■ AIM OF THE EXERCISE: From the line holding "pub fn add_residents(&mut" to the final line of the entries, set down each line exactly, including both, and nothing more.

[Stored items]
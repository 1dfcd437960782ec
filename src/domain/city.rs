use crate::domain::point::Point;
use std::fmt;

/// An urban record: a name, two coordinates (center and central station),
/// a resident count and a neighborhood count.
///
/// Out-of-range numeric input is clamped rather than rejected: residents
/// never go below 0 and neighborhoods never below 1. This holds on
/// construction and on every setter, so a `City` can never be observed in
/// an invalid state.
#[derive(Debug, Clone, PartialEq)]
pub struct City {
    name: String,
    center: Point,
    station: Point,
    residents: u64,
    neighborhoods: u32,
}

fn clamp_residents(residents: i64) -> u64 {
    residents.max(0) as u64
}

fn clamp_neighborhoods(neighborhoods: i32) -> u32 {
    neighborhoods.max(1) as u32
}

impl City {
    /// Builds a city from raw coordinates. Negative residents clamp to 0,
    /// neighborhoods below 1 clamp to 1; construction never fails.
    pub fn new(
        name: impl Into<String>,
        center_x: f64,
        center_y: f64,
        station_x: f64,
        station_y: f64,
        residents: i64,
        neighborhoods: i32,
    ) -> Self {
        Self {
            name: name.into(),
            center: Point::new(center_x, center_y),
            station: Point::new(station_x, station_y),
            residents: clamp_residents(residents),
            neighborhoods: clamp_neighborhoods(neighborhoods),
        }
    }

    pub fn name(&self) -> &str {
        &self.name
    }

    pub fn center(&self) -> Point {
        self.center
    }

    pub fn station(&self) -> Point {
        self.station
    }

    pub fn residents(&self) -> u64 {
        self.residents
    }

    pub fn neighborhoods(&self) -> u32 {
        self.neighborhoods
    }

    pub fn set_name(&mut self, name: impl Into<String>) {
        self.name = name.into();
    }

    pub fn set_center(&mut self, center: Point) {
        self.center = center;
    }

    pub fn set_station(&mut self, station: Point) {
        self.station = station;
    }

    /// Negative values clamp to 0.
    pub fn set_residents(&mut self, residents: i64) {
        self.residents = clamp_residents(residents);
    }

    /// Values below 1 clamp to 1.
    pub fn set_neighborhoods(&mut self, neighborhoods: i32) {
        self.neighborhoods = clamp_neighborhoods(neighborhoods);
    }

    /// Shifts the central station in place; coordinates are unbounded.
    pub fn move_station(&mut self, dx: f64, dy: f64) {
        self.station.translate(dx, dy);
    }

    /// Adds `delta` to the resident count. If the result would be negative
    /// the count clamps to 0 and the call reports failure.
    pub fn add_residents(&mut self, delta: i64) -> bool {
        let updated = self.residents as i64 + delta;
        if updated >= 0 {
            self.residents = updated as u64;
            true
        } else {
            self.residents = 0;
            false
        }
    }

    /// A new settlement at a shifted location: both points translated by
    /// (dx, dy), residents reset to 0 and neighborhoods to 1. Demographics
    /// are not carried over.
    pub fn relocated(&self, new_name: impl Into<String>, dx: f64, dy: f64) -> City {
        let mut center = self.center;
        center.translate(dx, dy);
        let mut station = self.station;
        station.translate(dx, dy);
        City::new(new_name, center.x, center.y, station.x, station.y, 0, 1)
    }

    /// Euclidean distance between this city's own center and station.
    pub fn center_to_station_distance(&self) -> f64 {
        self.center.distance(&self.station)
    }
}

impl fmt::Display for City {
    fn fmt(&self, f: &mut fmt::Formatter<'_>) -> fmt::Result {
        writeln!(f, "City Name: {}", self.name)?;
        writeln!(f, "City Center: {}", self.center)?;
        writeln!(f, "Central Station: {}", self.station)?;
        writeln!(f, "Number of Residents: {}", self.residents)?;
        writeln!(f, "Number of Neighborhoods: {}", self.neighborhoods)
    }
}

■ ANSWER TO THE PROBLEM:
    pub fn add_residents(&mut self, delta: i64) -> bool {
        let updated = self.residents as i64 + delta;
        if updated >= 0 {
            self.residents = updated as u64;
            true
        } else {
            self.residents = 0;
            false
        }
    }

    /// A new settlement at a shifted location: both points translated by
    /// (dx, dy), residents reset to 0 and neighborhoods to 1. Demographics
    /// are not carried over.
    pub fn relocated(&self, new_name: impl Into<String>, dx: f64, dy: f64) -> City {
        let mut center = self.center;
        center.translate(dx, dy);
        let mut station = self.station;
        station.translate(dx, dy);
        City::new(new_name, center.x, center.y, station.x, station.y, 0, 1)
    }

    /// Euclidean distance between this city's own center and station.
    pub fn center_to_station_distance(&self) -> f64 {
        self.center.distance(&self.station)
    }
}

impl fmt::Display for City {
    fn fmt(&self, f: &mut fmt::Formatter<'_>) -> fmt::Result {
        writeln!(f, "City Name: {}", self.name)?;
        writeln!(f, "City Center: {}", self.center)?;
        writeln!(f, "Central Station: {}", self.station)?;
        writeln!(f, "Number of Residents: {}", self.residents)?;
        writeln!(f, "Number of Neighborhoods: {}", self.neighborhoods)
    }
}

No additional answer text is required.